RandomMrdan's avatar

@TitsMcGhee I can agree with that…it completely changes the tone of the statement when you throw that into the mix.

TitsMcGhee's avatar

“Oh, that’s the ugliest baby I’ve ever seen… bless his heart!”

Aethelwine's avatar

@TitsMcGhee- lol, so true! You picked the perfect example.

jackfright's avatar

i take it lightly. and make it clear that for all the love you feel towards them, you couldn’t care less about their feelings for one another. when you take a hard stand, they’re less inclined to try to pull you into their corner. if that doesn’t help, threaten to just put both in cold storage for a bit.

also, REFUSE to listen to their stories. that way, you’re not obliged to be sympathetic to either.

DrMC's avatar

I think the issue is that you are risk to wind up listening again to either side of the story.

Does this betray the other friend?
Does this put you in a position of judging their actions?

yes and yes.
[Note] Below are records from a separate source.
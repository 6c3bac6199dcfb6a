use clap::Parser;
use log::{debug, error};
use mmwavecfg::{
    dispatch::{CommandEndpoint, Driver, LogStore, Status},
    service::{ZenohArgs, ZenohEndpoint},
};
use std::{process::ExitCode, time::Duration};
use zenoh::config::Config;

#[derive(Parser, Debug, Clone)]
#[command(author, version, about, long_about = None)]
struct Args {
    /// Key expression of the command service queryable
    #[arg(short, long, default_value = "mmWaveCommSrv/mmWaveCLI")]
    service: String,

    /// Response timeout in milliseconds
    #[arg(short, long, default_value = "30000")]
    timeout: u64,

    /// Retry once if the response lacks the success marker
    #[arg(short, long)]
    retry: bool,

    #[command(flatten)]
    zenoh: ZenohArgs,

    /// Command to send to the device, e.g. sensorStop
    #[arg(required = true, trailing_var_arg = true, allow_hyphen_values = true)]
    command: Vec<String>,
}

#[tokio::main]
async fn main() -> ExitCode {
    env_logger::init();
    let args = Args::parse();
    let command = args.command.join(" ");

    let config = match Config::try_from(&args.zenoh) {
        Ok(config) => config,
        Err(err) => {
            error!("invalid zenoh configuration: {}", err);
            return ExitCode::FAILURE;
        }
    };

    debug!("opening zenoh session");
    let session = match zenoh::open(config).await {
        Ok(session) => session,
        Err(err) => {
            error!("failed to open zenoh session: {}", err);
            return ExitCode::FAILURE;
        }
    };

    let timeout = Duration::from_millis(args.timeout);
    let mut endpoint = ZenohEndpoint::new(session, &args.service, timeout);

    if !args.retry {
        return match endpoint.send(&command).await {
            Ok(response) => {
                println!("{}", response);
                ExitCode::SUCCESS
            }
            Err(err) => {
                error!("{}", err);
                ExitCode::FAILURE
            }
        };
    }

    let mut driver = Driver::new(endpoint, LogStore::default());
    match driver.dispatch(&command).await {
        Ok(outcome) => {
            println!("{}", outcome.response);
            match outcome.status {
                Status::Succeeded => ExitCode::SUCCESS,
                _ => ExitCode::FAILURE,
            }
        }
        Err(err) => {
            error!("{}", err);
            ExitCode::FAILURE
        }
    }
}
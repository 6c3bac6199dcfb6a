// SPDX-License-Identifier: Apache-2.0
// Copyright (c) 2025 Au-Zone Technologies. All Rights Reserved.

//! Zenoh command service client and parameter publisher.
//!
//! The command service is a queryable which takes the command text as the
//! query payload and replies with the sensor CLI output. Derived parameters
//! are published as JSON scalars under a namespace.

use crate::{
    dispatch::{CommandEndpoint, ParameterStore},
    error::Error,
    extract::ParamValue,
};
use log::{debug, trace};
use serde_json::json;
use std::time::Duration;
use tokio::time::Instant;
use zenoh::{
    bytes::{Encoding, ZBytes},
    config::{Config, WhatAmI},
    Session,
};

const READY_POLL: Duration = Duration::from_millis(500);

/// Zenoh session options shared by the command line tools.
#[derive(clap::Args, Debug, Clone)]
pub struct ZenohArgs {
    /// zenoh connection mode
    #[arg(long, env, default_value = "peer")]
    pub mode: WhatAmI,

    /// connect to zenoh endpoints
    #[arg(long, env)]
    pub connect: Vec<String>,

    /// listen to zenoh endpoints
    #[arg(long, env)]
    pub listen: Vec<String>,

    /// disable zenoh multicast scouting
    #[arg(long, env)]
    pub no_multicast_scouting: bool,
}

impl TryFrom<&ZenohArgs> for Config {
    type Error = zenoh::Error;

    fn try_from(args: &ZenohArgs) -> Result<Self, Self::Error> {
        let mut config = Config::default();

        config.insert_json5("mode", &json!(args.mode).to_string())?;

        if !args.connect.is_empty() {
            config.insert_json5("connect/endpoints", &json!(args.connect).to_string())?;
        }

        if !args.listen.is_empty() {
            config.insert_json5("listen/endpoints", &json!(args.listen).to_string())?;
        }

        if args.no_multicast_scouting {
            config.insert_json5("scouting/multicast/enabled", &json!(false).to_string())?;
        }

        Ok(config)
    }
}

fn payload_text(payload: &ZBytes) -> String {
    match payload.try_to_string() {
        Ok(text) => text.into_owned(),
        Err(_) => String::from_utf8_lossy(&payload.to_bytes()).into_owned(),
    }
}

/// Sends commands to the sensor through a zenoh queryable.
pub struct ZenohEndpoint {
    session: Session,
    service: String,
    timeout: Duration,
}

impl ZenohEndpoint {
    pub fn new(session: Session, service: &str, timeout: Duration) -> Self {
        ZenohEndpoint {
            session,
            service: service.to_string(),
            timeout,
        }
    }

    async fn alive(&self) -> bool {
        let replies = match self
            .session
            .liveliness()
            .get(self.service.as_str())
            .timeout(READY_POLL)
            .await
        {
            Ok(replies) => replies,
            Err(err) => {
                debug!("liveliness query on {} failed: {}", self.service, err);
                return false;
            }
        };

        while let Ok(reply) = replies.recv_async().await {
            if reply.result().is_ok() {
                return true;
            }
        }
        false
    }
}

impl CommandEndpoint for ZenohEndpoint {
    async fn send(&mut self, command: &str) -> Result<String, Error> {
        let transport = |reason: String| Error::Transport(command.to_string(), reason);

        let replies = self
            .session
            .get(self.service.as_str())
            .payload(command)
            .timeout(self.timeout)
            .await
            .map_err(|err| transport(err.to_string()))?;

        let reply = replies
            .recv_async()
            .await
            .map_err(|_| transport(format!("no reply from {}", self.service)))?;

        match reply.result() {
            Ok(sample) => {
                let response = payload_text(sample.payload());
                trace!("{} replied '{}'", self.service, response);
                Ok(response)
            }
            Err(err) => Err(transport(payload_text(err.payload()))),
        }
    }

    /// The command service declares a liveliness token on its own key.
    async fn wait_ready(&mut self, timeout: Duration) -> bool {
        let deadline = Instant::now() + timeout;

        while Instant::now() < deadline {
            if self.alive().await {
                debug!("{} is alive", self.service);
                return true;
            }
            tokio::time::sleep(READY_POLL).await;
        }
        false
    }
}

/// Publishes derived parameters as `<namespace>/<key>`.
pub struct ZenohStore {
    session: Session,
    namespace: String,
}

impl ZenohStore {
    pub fn new(session: Session, namespace: &str) -> Self {
        ZenohStore {
            session,
            namespace: namespace.trim_matches('/').to_string(),
        }
    }

    pub fn topic(&self, key: &str) -> String {
        format!("{}/{}", self.namespace, key)
    }
}

impl ParameterStore for ZenohStore {
    async fn set(&mut self, key: &str, value: ParamValue) -> Result<(), Error> {
        let topic = self.topic(key);
        let payload = serde_json::Value::from(value).to_string();
        self.session
            .put(&topic, payload)
            .encoding(Encoding::APPLICATION_JSON)
            .await?;
        Ok(())
    }
}

#[cfg(test)]
mod tests {
    use super::*;
    use clap::Parser;

    #[derive(Parser)]
    struct Cli {
        #[command(flatten)]
        zenoh: ZenohArgs,
    }

    #[test]
    fn test_zenoh_args() {
        let cli = Cli::parse_from([
            "test",
            "--mode",
            "client",
            "--connect",
            "tcp/127.0.0.1:7447",
            "--no-multicast-scouting",
        ]);
        assert_eq!(cli.zenoh.mode, WhatAmI::Client);
        assert_eq!(cli.zenoh.connect, vec!["tcp/127.0.0.1:7447"]);
        assert!(cli.zenoh.listen.is_empty());

        let config = Config::try_from(&cli.zenoh).unwrap();
        assert_eq!(config.get_json("mode").unwrap(), "\"client\"");
    }

    #[test]
    fn test_param_payload() {
        assert_eq!(serde_json::Value::from(ParamValue::Int(4)).to_string(), "4");
        assert_eq!(
            serde_json::Value::from(ParamValue::Float(57.14)).to_string(),
            "57.14"
        );
    }
}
This is difficult, and there is not a win win possible.

Refusing to listen is negative
Taking a side is negative to yourself and one of them
Listening to both and not speaking for the other will generate disonance. Life is heard and it could be worse. Is this dishonest?

My evil ploy. Deflect amicably after listening. – acknowlege reciept of info, and say nothing that would reveal a side is taken, a judgement made, but do show compassion, and regret for the turn of events, and how much you enjoy both of their company. Everything said should not offend the absent party. Ah the art of diplomacy.

Once you master this, apply for work at the State department and learn a foreign language.

DrMC's avatar

Your ultimate move is then to barter your position between the two, with a military alliance, loan, or treaty.

plethora's avatar

You are being used by both of them. Easy to get used in this situation. Only way I know to handle and be friends with both (assuming that’s possible) is to tell either when they mention the subject, before they can even get the words out of their mouth, that you love her/him, but you are just not going there. Can’t do it because of the close work situation, it’s unfair to the boss. Put the blame on her or him. If these two were my employees and I knew what was going on, I’d fire them both.

LuckyGuy's avatar

Presumably you are all adults and are being paid for work, not for social discussions. Just say “Uh huh” and leave it at that.
This is a prime example of why it is a bad idea to “fish off the company dock”.

Ettina's avatar

I’d say either:
a) be honest and tell Yguy that Xgirl told you her perspective and you’d like to hear his, and show sympathy to both of them without clearly taking sides. (eg ‘that must have been hard for you’ but not ‘that bitch! how could she do this to you?’), or

b) just keep your mouth shut and try your best not to get involved, and if it comes out that Xgirl told you her side, tell Yguy that you didn’t mention it because you really wanted to stay out of it.

Oh, and if either of them tries to make you pick sides, pick the other one’s side.